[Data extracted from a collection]
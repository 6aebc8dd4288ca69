use axum::{
    Router,
    routing::{get, patch, post},
};
use storage::Database;

use super::handlers::{
    create_athlete, delete_athlete, list_athletes, query_athletes, update_athlete,
};

pub fn routes() -> Router<Database> {
    Router::new()
        .route("/atletas/", post(create_athlete).get(query_athletes))
        .route("/atletas/get_all", get(list_athletes))
        .route("/atletas/:id", patch(update_athlete).delete(delete_athlete))
}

Instructions for the task: A single number is asked for: how many lines in the entries above hold the string "Router".

Your solution: 3